[Opening Materials provided section]

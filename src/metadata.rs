//! Package metadata resolution
//!
//! Derives a [`PackageDescriptor`] from a line-oriented project
//! configuration file such as `setup.cfg`. Only two lines matter:
//!
//! ```text
//! name = sample-tool
//! version = 2.3.1
//! ```
//!
//! Everything else in the file is ignored. The first matching line wins and
//! values are taken verbatim.

use std::path::{Path, PathBuf};

use serde::Serialize;

use crate::error::{WheelwrightError, WheelwrightResult};

/// Directory the build tool writes artifacts into, relative to the project root.
pub const DIST_DIR: &str = "dist";

/// Wheel tag for pure-Python, version-independent artifacts.
pub const WHEEL_TAG: &str = "py3-none-any";

const NAME_PREFIX: &str = "name = ";
const VERSION_PREFIX: &str = "version = ";

/// Name, version and expected artifact of a package
#[derive(Debug, Clone, PartialEq, Eq, Serialize)]
pub struct PackageDescriptor {
    /// Name exactly as declared
    pub raw_name: String,
    /// Name with `-` replaced by `_`
    pub normalized_name: String,
    /// Version exactly as declared
    pub version: String,
    /// `dist/{normalized_name}-{version}-py3-none-any.whl`
    pub artifact_path: String,
}

impl PackageDescriptor {
    /// Build a descriptor from raw values, deriving the normalized name and artifact path.
    pub fn new(raw_name: impl Into<String>, version: impl Into<String>) -> Self {
        let raw_name = raw_name.into();
        let version = version.into();
        let normalized_name = normalize_name(&raw_name);
        let artifact_path = artifact_path(&normalized_name, &version);
        Self {
            raw_name,
            normalized_name,
            version,
            artifact_path,
        }
    }

    /// Artifact file name without the `dist/` directory.
    pub fn artifact_file_name(&self) -> &str {
        self.artifact_path
            .strip_prefix(DIST_DIR)
            .and_then(|rest| rest.strip_prefix('/'))
            .unwrap_or(&self.artifact_path)
    }

    /// Artifact location inside a project directory.
    pub fn artifact_path_in(&self, project_root: &Path) -> PathBuf {
        project_root.join(DIST_DIR).join(self.artifact_file_name())
    }
}

/// Replace every `-` with `_`.
pub fn normalize_name(raw_name: &str) -> String {
    raw_name.replace('-', "_")
}

/// Artifact path for a normalized name and version.
pub fn artifact_path(normalized_name: &str, version: &str) -> String {
    format!(
        "{}/{}-{}-{}.whl",
        DIST_DIR, normalized_name, version, WHEEL_TAG
    )
}

/// Resolve a descriptor from configuration text.
///
/// Fails with [`WheelwrightError::MissingField`] when either the `name` or
/// the `version` line is absent. No other validation is performed.
pub fn resolve(config_text: &str) -> WheelwrightResult<PackageDescriptor> {
    let raw_name = first_value(config_text, NAME_PREFIX).ok_or(WheelwrightError::MissingField {
        field: "name",
        file: None,
    })?;
    let version =
        first_value(config_text, VERSION_PREFIX).ok_or(WheelwrightError::MissingField {
            field: "version",
            file: None,
        })?;

    Ok(PackageDescriptor::new(raw_name, version))
}

/// Read a configuration file and resolve its descriptor.
pub fn resolve_file(path: &Path) -> WheelwrightResult<PackageDescriptor> {
    let content =
        std::fs::read_to_string(path).map_err(|e| WheelwrightError::io(path, e))?;

    let descriptor = resolve(&content).map_err(|err| match err {
        WheelwrightError::MissingField { field, .. } => WheelwrightError::MissingField {
            field,
            file: Some(path.to_path_buf()),
        },
        other => other,
    })?;

    tracing::debug!(
        file = %path.display(),
        name = %descriptor.raw_name,
        version = %descriptor.version,
        "resolved package metadata"
    );

    Ok(descriptor)
}

fn first_value<'a>(text: &'a str, prefix: &str) -> Option<&'a str> {
    text.lines().find_map(|line| line.strip_prefix(prefix))
}
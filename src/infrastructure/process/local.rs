//! Process Runner
//!
//! Runs external tools as child processes in the foreground.

use std::io;
use std::process::{Command, Stdio};

use crate::domain::ports::ToolRunner;
use crate::domain::value_objects::Invocation;
use crate::error::{WheelwrightError, WheelwrightResult};

/// Tool runner that spawns real processes
///
/// The child inherits stdin and stderr. Its stdout is inherited too, unless
/// `quiet_stdout` is set (JSON mode keeps our stdout machine-readable).
#[derive(Debug, Clone, Copy, Default)]
pub struct ProcessRunner {
    quiet_stdout: bool,
}

impl ProcessRunner {
    pub fn new() -> Self {
        Self::default()
    }

    /// Discard the child's stdout
    pub fn with_quiet_stdout(mut self, quiet: bool) -> Self {
        self.quiet_stdout = quiet;
        self
    }
}

impl ToolRunner for ProcessRunner {
    fn run(&self, invocation: &Invocation) -> WheelwrightResult<()> {
        tracing::info!(
            command = %invocation,
            cwd = %invocation.cwd().display(),
            "running external tool"
        );

        // A missing cwd also spawns with NotFound; keep it apart from a missing program
        if !invocation.cwd().is_dir() {
            return Err(WheelwrightError::io(
                invocation.cwd(),
                io::Error::new(io::ErrorKind::NotFound, "working directory does not exist"),
            ));
        }

        let mut cmd = Command::new(&invocation.program);
        cmd.args(&invocation.args)
            .current_dir(invocation.cwd())
            .stdin(Stdio::inherit())
            .stderr(Stdio::inherit());

        if self.quiet_stdout {
            cmd.stdout(Stdio::null());
        } else {
            cmd.stdout(Stdio::inherit());
        }

        let status = cmd.status().map_err(|e| match e.kind() {
            io::ErrorKind::NotFound => WheelwrightError::ToolNotFound {
                program: invocation.program.clone(),
            },
            _ => WheelwrightError::io(invocation.cwd(), e),
        })?;

        if !status.success() {
            tracing::debug!(command = %invocation, code = ?status.code(), "external tool failed");
            return Err(WheelwrightError::ToolFailed {
                command: invocation.command_line(),
                code: status.code(),
            });
        }

        Ok(())
    }
}
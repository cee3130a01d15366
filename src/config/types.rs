//! Configuration type definitions

use std::path::{Path, PathBuf};

use serde::{Deserialize, Serialize};

use crate::error::WheelwrightResult;

use super::loader::{self, ConfigWarning};

/// Where package metadata is read from
#[derive(Debug, Clone, PartialEq, Eq, Serialize, Deserialize)]
pub struct MetadataConfig {
    /// Line-oriented configuration file, relative to the project root
    #[serde(default = "default_metadata_file")]
    pub file: PathBuf,
}

impl Default for MetadataConfig {
    fn default() -> Self {
        Self {
            file: default_metadata_file(),
        }
    }
}

fn default_metadata_file() -> PathBuf {
    PathBuf::from("setup.cfg")
}

/// External tools used for building and installing
#[derive(Debug, Clone, PartialEq, Eq, Serialize, Deserialize)]
pub struct ToolchainConfig {
    /// Python interpreter used to run `build` and `pip`
    #[serde(default = "default_python")]
    pub python: String,

    /// Arguments passed to the interpreter to build a wheel
    #[serde(default = "default_build_args")]
    pub build_args: Vec<String>,

    /// Extra flags appended to every pip invocation
    #[serde(default)]
    pub pip_args: Vec<String>,
}

impl Default for ToolchainConfig {
    fn default() -> Self {
        Self {
            python: default_python(),
            build_args: default_build_args(),
            pip_args: Vec::new(),
        }
    }
}

fn default_python() -> String {
    "python3".to_string()
}

fn default_build_args() -> Vec<String> {
    vec!["-m".into(), "build".into(), "--wheel".into()]
}

/// Build and test tooling fetched by `depends`
#[derive(Debug, Clone, PartialEq, Eq, Serialize, Deserialize)]
pub struct DependsConfig {
    #[serde(default = "default_packages")]
    pub packages: Vec<String>,
}

impl Default for DependsConfig {
    fn default() -> Self {
        Self {
            packages: default_packages(),
        }
    }
}

fn default_packages() -> Vec<String> {
    vec!["build".into(), "wheel".into(), "pytest".into()]
}

/// Extra paths removed by `clean`
#[derive(Debug, Clone, PartialEq, Eq, Serialize, Deserialize, Default)]
pub struct CleanConfig {
    #[serde(default)]
    pub extra_paths: Vec<PathBuf>,
}

/// Output configuration
#[derive(Debug, Clone, PartialEq, Eq, Serialize, Deserialize)]
pub struct OutputConfig {
    #[serde(default)]
    pub color: ColorMode,

    #[serde(default = "default_true")]
    pub unicode: bool,
}

impl Default for OutputConfig {
    fn default() -> Self {
        Self {
            color: ColorMode::default(),
            unicode: true,
        }
    }
}

fn default_true() -> bool {
    true
}

/// Color output mode
#[derive(Debug, Clone, Copy, PartialEq, Eq, Serialize, Deserialize, Default)]
#[serde(rename_all = "lowercase")]
pub enum ColorMode {
    #[default]
    Auto,
    Always,
    Never,
}

/// Main configuration structure (`wheelwright.toml`)
#[derive(Debug, Clone, PartialEq, Eq, Serialize, Deserialize, Default)]
pub struct Config {
    #[serde(default)]
    pub metadata: MetadataConfig,

    #[serde(default)]
    pub toolchain: ToolchainConfig,

    #[serde(default)]
    pub depends: DependsConfig,

    #[serde(default)]
    pub clean: CleanConfig,

    #[serde(default)]
    pub output: OutputConfig,
}

impl Config {
    /// Load configuration from a TOML file
    pub fn load(path: &Path) -> WheelwrightResult<Self> {
        let (config, _warnings) = loader::load_with_warnings(path)?;
        Ok(config)
    }

    /// Load configuration and collect non-fatal warnings (e.g. unknown keys).
    pub fn load_with_warnings(path: &Path) -> WheelwrightResult<(Self, Vec<ConfigWarning>)> {
        loader::load_with_warnings(path)
    }

    /// Load from project config, user config, or defaults, then apply env overrides
    pub fn load_layered(project_root: &Path) -> WheelwrightResult<(Self, Vec<ConfigWarning>)> {
        loader::load_layered(project_root, |key| std::env::var(key).ok())
    }

    /// Metadata file location inside a project directory
    pub fn metadata_path(&self, project_root: &Path) -> PathBuf {
        project_root.join(&self.metadata.file)
    }
}
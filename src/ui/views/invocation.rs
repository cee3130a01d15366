//! Dry-run view: the commands that would have run

use wheelwright::Invocation;

use crate::ui::primitives::icon::Icon;
use crate::ui::primitives::text::ColoredText;

pub fn render_invocations(
    invocations: &[Invocation],
    supports_color: bool,
    supports_unicode: bool,
) -> String {
    let mut out = String::new();
    for invocation in invocations {
        out.push_str(&format!(
            "{} {}\n",
            Icon::Run.colored(supports_color, supports_unicode),
            ColoredText::info(invocation.command_line()).render(supports_color)
        ));
    }
    out
}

[Closing Materials provided section]

Collect the complete line wherever the string "ConfigWarning" appears in the records.

Solved problem:
use super::loader::{self, ConfigWarning};
    pub fn load_with_warnings(path: &Path) -> WheelwrightResult<(Self, Vec<ConfigWarning>)> {
    pub fn load_layered(project_root: &Path) -> WheelwrightResult<(Self, Vec<ConfigWarning>)> {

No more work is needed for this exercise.